As a Mormon bisexual man I live in the "other circumstances" mentioned in The Family: A Proclamation to the World where "Death, disability or other circumstances may necessitate individual adaptation."
In his recent Call for Contributions, Alan is seeking responses to the opinions of his friend Craig. Here's my take:
Craig says "...[the Proclamation on the Family's] entire purpose is to define marriage as between a man and a woman."
I read proclamation somewhat differently. I see it as a document that supports strong families, but not just one kind of strong family.
Yes, it says "marriage between a man and a woman is ordained of God..." but it does not say that other unions are invalid. For example we know that marriages between one man and multiple women are also viable on the other side of the veil.
The Proclamation on the Family speaks of many ideals. Yes, it certainly is ideal for a man and a woman to marry and rear children. No argument there.
But it clearly and directly acknowledges that this ideal is not always met because of a variety of reasons:
"Disability, death, or other circumstances may necessitate individual adaptation."
It doesn't say that other circumstances may cause problems but there's nothing that can be done. It says other circumstances may NECESSITATE individual adaptation.
That powerful, inclusive sentence is a loving acknowlegement that the ideals set forth in the proclamation are sometimes unavoidably mitgated (or is it aggravated, Alan?) by reality.

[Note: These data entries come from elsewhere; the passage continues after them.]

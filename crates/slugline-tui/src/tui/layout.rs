// Screen layout: panel arrangement and sizing.
//
// +--------------------------------------------------------------+
// | Status Bar (1 row)                                           |
// +---------------------------------------+----------------------+
// | Input Bar (70%)                       | Category (30%)       |
// +-------------------+-------------------+----------------------+
// | Bio (11 rows)     | Trend Chart (60%)                        |
// +-------------------+                                          |
// | Season / Career   +-------------------------+----------------+
// |                   | Hit Rates (60%)         | Prediction     |
// +-------------------+-------------------------+----------------+
// | Last At-Bats (12 rows)                                       |
// +--------------------------------------------------------------+
// | Help Bar (1 row)                                             |
// +--------------------------------------------------------------+

use ratatui::layout::{Constraint, Direction, Layout, Rect};

/// Resolved screen areas for each dashboard zone.
#[derive(Debug, Clone)]
pub struct AppLayout {
    pub status_bar: Rect,
    /// Player, opponent and threshold text fields.
    pub input_bar: Rect,
    pub category: Rect,
    pub bio: Rect,
    /// Season line, per-game averages, and career table when loaded.
    pub season: Rect,
    pub trend_chart: Rect,
    pub hit_rates: Rect,
    pub prediction: Rect,
    pub at_bats: Rect,
    pub help_bar: Rect,
}

/// Build the dashboard layout from the available terminal area.
pub fn build_layout(area: Rect) -> AppLayout {
    // Vertical: status(1) | inputs(3) | middle(fill) | at-bats(12) | help(1)
    let vertical = Layout::default()
        .direction(Direction::Vertical)
        .constraints([
            Constraint::Length(1),  // status bar
            Constraint::Length(3),  // input bar + category
            Constraint::Min(10),    // middle section
            Constraint::Length(12), // last at-bats
            Constraint::Length(1),  // help bar
        ])
        .split(area);

    let status_bar = vertical[0];
    let controls = vertical[1];
    let middle = vertical[2];
    let at_bats = vertical[3];
    let help_bar = vertical[4];

    let controls_row = Layout::default()
        .direction(Direction::Horizontal)
        .constraints([Constraint::Percentage(70), Constraint::Percentage(30)])
        .split(controls);

    // Middle: player column (35%) | analysis column (65%)
    let columns = Layout::default()
        .direction(Direction::Horizontal)
        .constraints([Constraint::Percentage(35), Constraint::Percentage(65)])
        .split(middle);

    let player_column = Layout::default()
        .direction(Direction::Vertical)
        .constraints([Constraint::Length(11), Constraint::Min(3)])
        .split(columns[0]);

    let analysis_column = Layout::default()
        .direction(Direction::Vertical)
        .constraints([Constraint::Percentage(60), Constraint::Percentage(40)])
        .split(columns[1]);

    let lower_row = Layout::default()
        .direction(Direction::Horizontal)
        .constraints([Constraint::Percentage(60), Constraint::Percentage(40)])
        .split(analysis_column[1]);

    AppLayout {
        status_bar,
        input_bar: controls_row[0],
        category: controls_row[1],
        bio: player_column[0],
        season: player_column[1],
        trend_chart: analysis_column[0],
        hit_rates: lower_row[0],
        prediction: lower_row[1],
        at_bats,
        help_bar,
    }
}

// ---------------------------------------------------------------------------
// Tests
// ---------------------------------------------------------------------------

#[cfg(test)]
mod tests {
    use super::*;

    fn test_area() -> Rect {
        Rect::new(0, 0, 160, 50)
    }

    fn all_rects(layout: &AppLayout) -> [(&'static str, Rect); 10] {
        [
            ("status_bar", layout.status_bar),
            ("input_bar", layout.input_bar),
            ("category", layout.category),
            ("bio", layout.bio),
            ("season", layout.season),
            ("trend_chart", layout.trend_chart),
            ("hit_rates", layout.hit_rates),
            ("prediction", layout.prediction),
            ("at_bats", layout.at_bats),
            ("help_bar", layout.help_bar),
        ]
    }

    #[test]
    fn layout_all_rects_nonzero() {
        let layout = build_layout(test_area());
        for (name, rect) in all_rects(&layout) {
            assert!(
                rect.width > 0 && rect.height > 0,
                "{} has zero area: {:?}",
                name,
                rect
            );
        }
    }

    #[test]
    fn layout_fixed_heights() {
        let layout = build_layout(test_area());
        assert_eq!(layout.status_bar.height, 1);
        assert_eq!(layout.help_bar.height, 1);
        assert_eq!(layout.input_bar.height, 3);
        assert_eq!(layout.at_bats.height, 12);
        assert_eq!(layout.bio.height, 11);
    }

    #[test]
    fn layout_chart_wider_than_bio() {
        let layout = build_layout(test_area());
        assert!(layout.trend_chart.width > layout.bio.width);
    }

    #[test]
    fn layout_chart_above_tables() {
        let layout = build_layout(test_area());
        assert!(layout.trend_chart.y < layout.hit_rates.y);
        assert_eq!(layout.hit_rates.y, layout.prediction.y);
        assert!(layout.hit_rates.x < layout.prediction.x);
    }

    #[test]
    fn layout_fits_within_area() {
        let area = test_area();
        let layout = build_layout(area);
        for (name, rect) in all_rects(&layout) {
            assert!(
                rect.x + rect.width <= area.width,
                "{name} {:?} exceeds area width {}",
                rect,
                area.width
            );
            assert!(
                rect.y + rect.height <= area.height,
                "{name} {:?} exceeds area height {}",
                rect,
                area.height
            );
        }
    }
}
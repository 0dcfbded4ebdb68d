// Prediction widget: next-game stat line against the selected opponent.
//
// Rate-like categories read as a percentage chance; total bases reads as
// an expected count.

use ratatui::layout::Rect;
use ratatui::style::{Color, Modifier, Style};
use ratatui::text::{Line, Span};
use ratatui::widgets::{Block, Borders, Paragraph, Wrap};
use ratatui::Frame;

use slugline_baseball::stats::predict::{PredictedStat, PredictedStatLine};

use crate::tui::ViewState;

/// Render the prediction panel into the given area.
pub fn render(frame: &mut Frame, area: Rect, state: &ViewState) {
    let analysis = state.analysis.as_ref();
    let opponent = analysis.and_then(|a| a.opponent.as_deref());
    let prediction = analysis.and_then(|a| a.prediction.as_ref());

    let (title, lines) = match (opponent, prediction) {
        (Some(opponent), Some(prediction)) => (
            format!("Predicted Stat Line vs. {}", title_case(opponent)),
            prediction_lines(prediction),
        ),
        _ => (
            "Predicted Stat Line".to_string(),
            vec![Line::from(Span::styled(
                " Set an opponent to see a prediction",
                Style::default().fg(Color::DarkGray),
            ))],
        ),
    };

    let paragraph = Paragraph::new(lines)
        .block(Block::default().borders(Borders::ALL).title(title))
        .wrap(Wrap { trim: false });
    frame.render_widget(paragraph, area);
}

/// One line per predicted category.
pub fn prediction_lines(prediction: &PredictedStatLine) -> Vec<Line<'static>> {
    prediction.stats.iter().map(stat_line).collect()
}

fn stat_line(stat: &PredictedStat) -> Line<'static> {
    let name = format!(
        " {} ({}): ",
        stat.category.display_name(),
        stat.category.label()
    );
    let value = match stat.chance_percent() {
        Some(percent) => format!("{}% chance", percent),
        None => format!("{:.2} bases expected", stat.expected),
    };
    Line::from(vec![
        Span::styled(name, Style::default().fg(Color::Gray)),
        Span::styled(
            value,
            Style::default()
                .fg(Color::Cyan)
                .add_modifier(Modifier::BOLD),
        ),
    ])
}

/// Capitalize the first letter of each word: "san francisco" -> "San Francisco".
pub fn title_case(text: &str) -> String {
    text.split_whitespace()
        .map(|word| {
            let mut chars = word.chars();
            match chars.next() {
                Some(first) => {
                    first.to_uppercase().collect::<String>() + &chars.as_str().to_lowercase()
                }
                None => String::new(),
            }
        })
        .collect::<Vec<_>>()
        .join(" ")
}

// ---------------------------------------------------------------------------
// Tests
// ---------------------------------------------------------------------------
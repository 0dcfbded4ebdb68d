// Memoizing wrapper around any `StatsProvider`.
//
// Successful responses are cached per operation and arguments for the life
// of the wrapper. Errors are never cached, so a failed request is retried
// on the next call.

use async_trait::async_trait;
use slugline_core::cache::{CacheStats, MemoCache};

use crate::player::{PlayerBio, PlayerId, PlayerMatch};
use crate::provider::{DateWindow, ProviderError, StatsProvider};
use crate::stats::events::RawPlateAppearance;
use crate::stats::season::SeasonBatting;

pub struct CachedProvider<P> {
    inner: P,
    lookups: MemoCache<String, Option<PlayerMatch>>,
    plate_appearances: MemoCache<(PlayerId, DateWindow), Vec<RawPlateAppearance>>,
    bios: MemoCache<PlayerId, Option<PlayerBio>>,
    seasons: MemoCache<(PlayerId, i32), Vec<SeasonBatting>>,
    careers: MemoCache<PlayerId, Vec<SeasonBatting>>,
}

/// Names are matched case-insensitively, ignoring surrounding whitespace.
fn lookup_key(name: &str) -> String {
    name.trim().to_lowercase()
}

impl<P: StatsProvider> CachedProvider<P> {
    pub fn new(inner: P) -> Self {
        Self {
            inner,
            lookups: MemoCache::new("lookup_player"),
            plate_appearances: MemoCache::new("plate_appearances"),
            bios: MemoCache::new("player_bio"),
            seasons: MemoCache::new("season_batting"),
            careers: MemoCache::new("career_batting"),
        }
    }

    pub fn inner(&self) -> &P {
        &self.inner
    }

    /// Per-operation cache counters, in a fixed order.
    pub fn stats(&self) -> Vec<(&'static str, CacheStats)> {
        vec![
            (self.lookups.name(), self.lookups.stats()),
            (self.plate_appearances.name(), self.plate_appearances.stats()),
            (self.bios.name(), self.bios.stats()),
            (self.seasons.name(), self.seasons.stats()),
            (self.careers.name(), self.careers.stats()),
        ]
    }

    /// Forget every cached response.
    pub fn clear(&self) {
        self.lookups.clear();
        self.plate_appearances.clear();
        self.bios.clear();
        self.seasons.clear();
        self.careers.clear();
    }
}

#[async_trait]
impl<P: StatsProvider> StatsProvider for CachedProvider<P> {
    async fn lookup_player(&self, name: &str) -> Result<Option<PlayerMatch>, ProviderError> {
        let key = lookup_key(name);
        if let Some(hit) = self.lookups.get(&key) {
            return Ok(hit);
        }
        let value = self.inner.lookup_player(name).await?;
        self.lookups.insert(key, value.clone());
        Ok(value)
    }

    async fn plate_appearances(
        &self,
        id: PlayerId,
        window: DateWindow,
    ) -> Result<Vec<RawPlateAppearance>, ProviderError> {
        let key = (id, window);
        if let Some(hit) = self.plate_appearances.get(&key) {
            return Ok(hit);
        }
        let value = self.inner.plate_appearances(id, window).await?;
        self.plate_appearances.insert(key, value.clone());
        Ok(value)
    }

    async fn player_bio(&self, id: PlayerId) -> Result<Option<PlayerBio>, ProviderError> {
        if let Some(hit) = self.bios.get(&id) {
            return Ok(hit);
        }
        let value = self.inner.player_bio(id).await?;
        self.bios.insert(id, value.clone());
        Ok(value)
    }

    async fn season_batting(
        &self,
        id: PlayerId,
        season: i32,
    ) -> Result<Vec<SeasonBatting>, ProviderError> {
        let key = (id, season);
        if let Some(hit) = self.seasons.get(&key) {
            return Ok(hit);
        }
        let value = self.inner.season_batting(id, season).await?;
        self.seasons.insert(key, value.clone());
        Ok(value)
    }

    async fn career_batting(&self, id: PlayerId) -> Result<Vec<SeasonBatting>, ProviderError> {
        if let Some(hit) = self.careers.get(&id) {
            return Ok(hit);
        }
        let value = self.inner.career_batting(id).await?;
        self.careers.insert(id, value.clone());
        Ok(value)
    }
}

That single sentence makes is clear that the ideals set forth in the document are not always workable or possible.
More than 80 years ago when my grandmother was windowed as a young mother, her parents did not allow her to date. They believed that would be untrue to her Temple covenants with her first husband. Today she would not be so tightly constained. Today she could marry a second worthy husband in the Temple, but not for time and all eternity. The doctrine hasn't changed, but the intrepretation of it has. It didn't even require a revelation, just a change in attitude and, perhaps, church policy.
After the 1978 revelation, Bruce R. McConkie was questioned about his many strident statements against "the Negro." He said, in effect, forget what I said.
Fortunately we won't have to forget or set aside anything in the Proclamation on the Family if and when it is revealed that in addition to traditional marriage being ordained of God, "other circumstances" require indivdual and church-wide adaptation, and should be handled with as much love, accomodation and support as death or disability.